A regression problem is when the output variable has a real value, such as weight, height, or dollars. It is most often used to predict numerical values based on previous data observations. The typical example of regression is predicting housing prices of future sales based on the prevailing market price.

回归问题是输出变量具有真实值(例如重量,高度或美元)时。 它最常用于根据先前的数据观察来预测数值。 回归的典型示例是根据当前市场价格预测未来销售的房屋价格。

Some of the more familiar regression algorithms include

一些更熟悉的回归算法包括

  • Linear regression performs the task of predicting a target y (output) based on given features x (input). The input variable is called the Independent Variable, and the output variable is called the Dependent Variable. This regression technique finds a linear relationship between the independent variables and dependent variables. Linear regression classifies into two categories: simple linear regression and multiple linear regression. Simple linear regression has only one x and one y variable. In comparison, multiple linear regression has one y and two or more x variables.

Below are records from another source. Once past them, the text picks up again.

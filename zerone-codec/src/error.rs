use std::fmt;
use std::io;

/// Codec-level failure. The wire engine (zerone-rpc) classifies [`Eof`] and
/// [`UnexpectedEof`] as fatal for the connection (spec.md §4.4 step 1,
/// §4.5 "fatal for this connection"); other variants are recoverable on the
/// server half and simply surfaced as the call's error on the client half.
///
/// [`Eof`]: CodecError::Eof
/// [`UnexpectedEof`]: CodecError::UnexpectedEof
#[derive(Debug)]
pub enum CodecError {
    /// Clean end of stream observed exactly at a frame boundary.
    Eof,
    /// The stream ended mid-frame: a partial, undecodable record was
    /// observed (spec.md §4.1: "a decoder reading past an incomplete frame
    /// returns UnexpectedEOF").
    UnexpectedEof,
    Io(io::Error),
    Encode(serde_json::Error),
    Decode(serde_json::Error),
}

impl fmt::Display for CodecError {
    fn fmt(&self, f: &mut fmt::Formatter<'_>) -> fmt::Result {
        match self {
            Self::Eof => f.write_str("clean end of stream"),
            Self::UnexpectedEof => f.write_str("unexpected end of stream mid-frame"),
            Self::Io(e) => write!(f, "io error: {e}"),
            Self::Encode(e) => write!(f, "encode error: {e}"),
            Self::Decode(e) => write!(f, "decode error: {e}"),
        }
    }
}

impl std::error::Error for CodecError {
    fn source(&self) -> Option<&(dyn std::error::Error + 'static)> {
        match self {
            Self::Eof | Self::UnexpectedEof => None,
            Self::Io(e) => Some(e),
            Self::Encode(e) | Self::Decode(e) => Some(e),
        }
    }
}

impl From<io::Error> for CodecError {
    fn from(e: io::Error) -> Self {
        Self::Io(e)
    }
}

impl CodecError {
    /// Whether this terminates the connection outright.
    pub fn is_fatal(&self) -> bool {
        matches!(self, Self::Eof | Self::UnexpectedEof | Self::Io(_))
    }
}

impl From<CodecError> for zerone_core::Error {
    fn from(e: CodecError) -> Self {
        zerone_core::Error::Codec(Box::new(e))
    }
}
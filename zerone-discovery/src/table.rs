//! A [`RoutingTable`] kept current by a [`Consumer`] (spec.md §4.10): "a
//! dynamic routing table is built over a consumer; on each refresh it
//! replaces its internal endpoint vector under a write lock", grounded on
//! `original_source/pkg/route/dtable/table.go`'s `Table`.

use std::sync::Arc;
use std::time::Duration;

use zerone_balance::RoutingTable;
use zerone_core::Endpoint;

use crate::consumer::Consumer;
use crate::driver::Driver;

pub struct DynamicTable {
    consumer: Consumer,
}

impl DynamicTable {
    /// Build a table over a fresh consumer for `service`. `template` is
    /// unused by the in-memory contract here (spec.md §4.10 names it only
    /// because some drivers need a concrete `Endpoint` shape to unmarshal
    /// into); kept as a parameter for interface fidelity.
    pub fn new(driver: Arc<dyn Driver>, service: impl Into<String>, _template: Endpoint, poll_interval: Duration) -> Self {
        let consumer = Consumer::spawn(driver, service, poll_interval, Box::new(|_eps| {}));
        Self { consumer }
    }

    pub async fn close(self) {
        self.consumer.close().await;
    }
}

impl RoutingTable for DynamicTable {
    fn list_endpoints(&self) -> Vec<Endpoint> {
        self.consumer.get_endpoints()
    }
}

#[cfg(test)]
mod test {
    use super::*;
    use crate::driver::test_support::MemoryDriver;

    #[tokio::test]
    async fn table_reflects_published_endpoints() {
        let driver: Arc<dyn Driver> = Arc::new(MemoryDriver::default());
        let ep = Endpoint::new("d1", "tcp", "127.0.0.1:9100");
        driver.publish("svc", &ep, Duration::from_secs(30)).await.unwrap();

        let table = DynamicTable::new(driver, "svc", Endpoint::new("", "", ""), Duration::from_millis(10));
        tokio::time::sleep(Duration::from_millis(50)).await;
        assert_eq!(table.list_endpoints(), vec![ep]);
        table.close().await;
    }
}
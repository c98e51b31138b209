//! Method descriptors: the reflection-free replacement for `net/rpc`'s
//! `reflect.Method` introspection (spec.md §9 Design Notes, grounded on
//! `original_source/rpc/parser.go`'s `checkIns`/`checkOuts`/`parseMethod`).
//!
//! Where the source walks a receiver's method set with `reflect` and
//! validates each method's four-argument shape at registration time, here a
//! caller builds one [`MethodDescriptor`] per method explicitly through
//! [`crate::ClassBuilder::method`], which the type system checks instead of
//! a runtime reflect walk.

use std::any::Any;
use std::future::Future;
use std::pin::Pin;
use std::sync::Arc;

use serde::Serialize;
use serde::de::DeserializeOwned;
use serde_json::Value;

use zerone_codec::CodecError;
use zerone_core::code;
use zerone_core::context::Context;
use zerone_core::error::StructuredError;

pub type BoxFuture<T> = Pin<Box<dyn Future<Output = T> + Send>>;

/// Closures standing in for what the source's `method` struct derived from
/// `reflect.Method`: how to decode wire bytes into `args`, how to allocate
/// a fresh `reply`, how to run the handler against both, and — since Rust
/// has no runtime-reflective equivalent of encoding an arbitrary
/// `interface{}` — how to encode the mutated reply back out once the
/// handler returns. The first three map 1:1 onto spec.md §9's three
/// closures; `encode_reply` exists only because type erasure is opaque in
/// both directions here, not just on the way in.
pub struct MethodDescriptor {
    pub(crate) decode_args: Box<dyn Fn(Value) -> Result<Box<dyn Any + Send>, CodecError> + Send + Sync>,
    pub(crate) alloc_reply: Box<dyn Fn() -> Box<dyn Any + Send> + Send + Sync>,
    pub(crate) invoke: Box<dyn Fn(Context, Box<dyn Any + Send>, &mut (dyn Any + Send)) -> BoxFuture<Result<(), StructuredError>> + Send + Sync>,
    pub(crate) encode_reply: Box<dyn Fn(&(dyn Any + Send)) -> Result<Value, CodecError> + Send + Sync>,
}

impl MethodDescriptor {
    pub fn decode_args(&self, raw: Value) -> Result<Box<dyn Any + Send>, CodecError> {
        (self.decode_args)(raw)
    }

    pub fn alloc_reply(&self) -> Box<dyn Any + Send> {
        (self.alloc_reply)()
    }

    pub fn invoke(&self, ctx: Context, args: Box<dyn Any + Send>, reply: &mut (dyn Any + Send)) -> BoxFuture<Result<(), StructuredError>> {
        (self.invoke)(ctx, args, reply)
    }

    pub fn encode_reply(&self, reply: &(dyn Any + Send)) -> Result<Value, CodecError> {
        (self.encode_reply)(reply)
    }

    /// Build a descriptor from a concrete handler. `A`/`R` stand in for the
    /// source's `args`/`reply` reflect types; `handler` plays the role of
    /// the receiver method itself, taking the [`Context`] the wire engine
    /// builds from the request's `traceID`/`verbose` in place of the
    /// source's `context.Context` parameter (spec.md §4.5).
    pub fn new<A, R, F, Fut>(handler: F) -> Self
    where
        A: DeserializeOwned + Send + 'static,
        R: Serialize + Send + Default + 'static,
        F: Fn(Context, A) -> Fut + Send + Sync + 'static,
        Fut: Future<Output = Result<R, StructuredError>> + Send + 'static,
    {
        let handler = Arc::new(handler);
        Self {
            decode_args: Box::new(|raw: Value| {
                let args: A = serde_json::from_value(raw).map_err(CodecError::Decode)?;
                Ok(Box::new(args) as Box<dyn Any + Send>)
            }),
            alloc_reply: Box::new(|| Box::new(R::default()) as Box<dyn Any + Send>),
            invoke: Box::new(move |ctx, args, reply| {
                let handler = handler.clone();
                Box::pin(async move {
                    let args = *args
                        .downcast::<A>()
                        .map_err(|_| StructuredError::new(code::INTERNAL, "registry: args type mismatch"))?;
                    let result = handler(ctx, args).await?;
                    let slot = reply
                        .downcast_mut::<R>()
                        .ok_or_else(|| StructuredError::new(code::INTERNAL, "registry: reply type mismatch"))?;
                    *slot = result;
                    Ok(())
                })
            }),
            encode_reply: Box::new(|reply: &(dyn Any + Send)| {
                let reply = reply.downcast_ref::<R>().expect("registry: reply type mismatch on encode is an internal invariant violation");
                serde_json::to_value(reply).map_err(CodecError::Encode)
            }),
        }
    }
}
//! Explicit method registration replacing `net/rpc`-style reflection
//! (spec.md §4.3, §9 Design Notes), grounded on
//! `original_source/rpc/parser.go` and `rpc/server.go`.

mod descriptor;
mod error;
mod registry;

pub use descriptor::{BoxFuture, MethodDescriptor};
pub use error::RegistryError;
pub use registry::{Class, ClassBuilder, Registry};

    线性回归基于给定特征x(输入)执行预测目标y(输出)的任务。 输入变量称为自变量,输出变量称为因变量。 这种回归技术找到了自变量和因变量之间的线性关系。 线性回归分为两类:简单线性回归和多重线性回归。 简单的线性回归只有一个x和一个y变量。 相比之下,多元线性回归具有一个y和两个或多个x变量。

Multiple linear regression with PythonPython的多元线性回归
  • Logistic regression performs the task of predicting the discrete values for the set of independent variables that have been passed to it. It predicts by mapping the unseen data to the logit function that has been programmed into it. The algorithm predicts the probability of the new data, and so it’s output lies between the range of 0 and 1.

    Logistic回归执行预测传递给它的一组独立变量的离散值的任务。 它通过将看不见的数据映射到已编程到其中的logit函数来进行预测。 该算法可预测新数据的概率,因此其输出介于0到1之间。

  • Polynomial regression: Polynomial regression is a particular case of linear regression. This regression technique finds the curvilinear relationship between the independent variable x and the dependent variable y.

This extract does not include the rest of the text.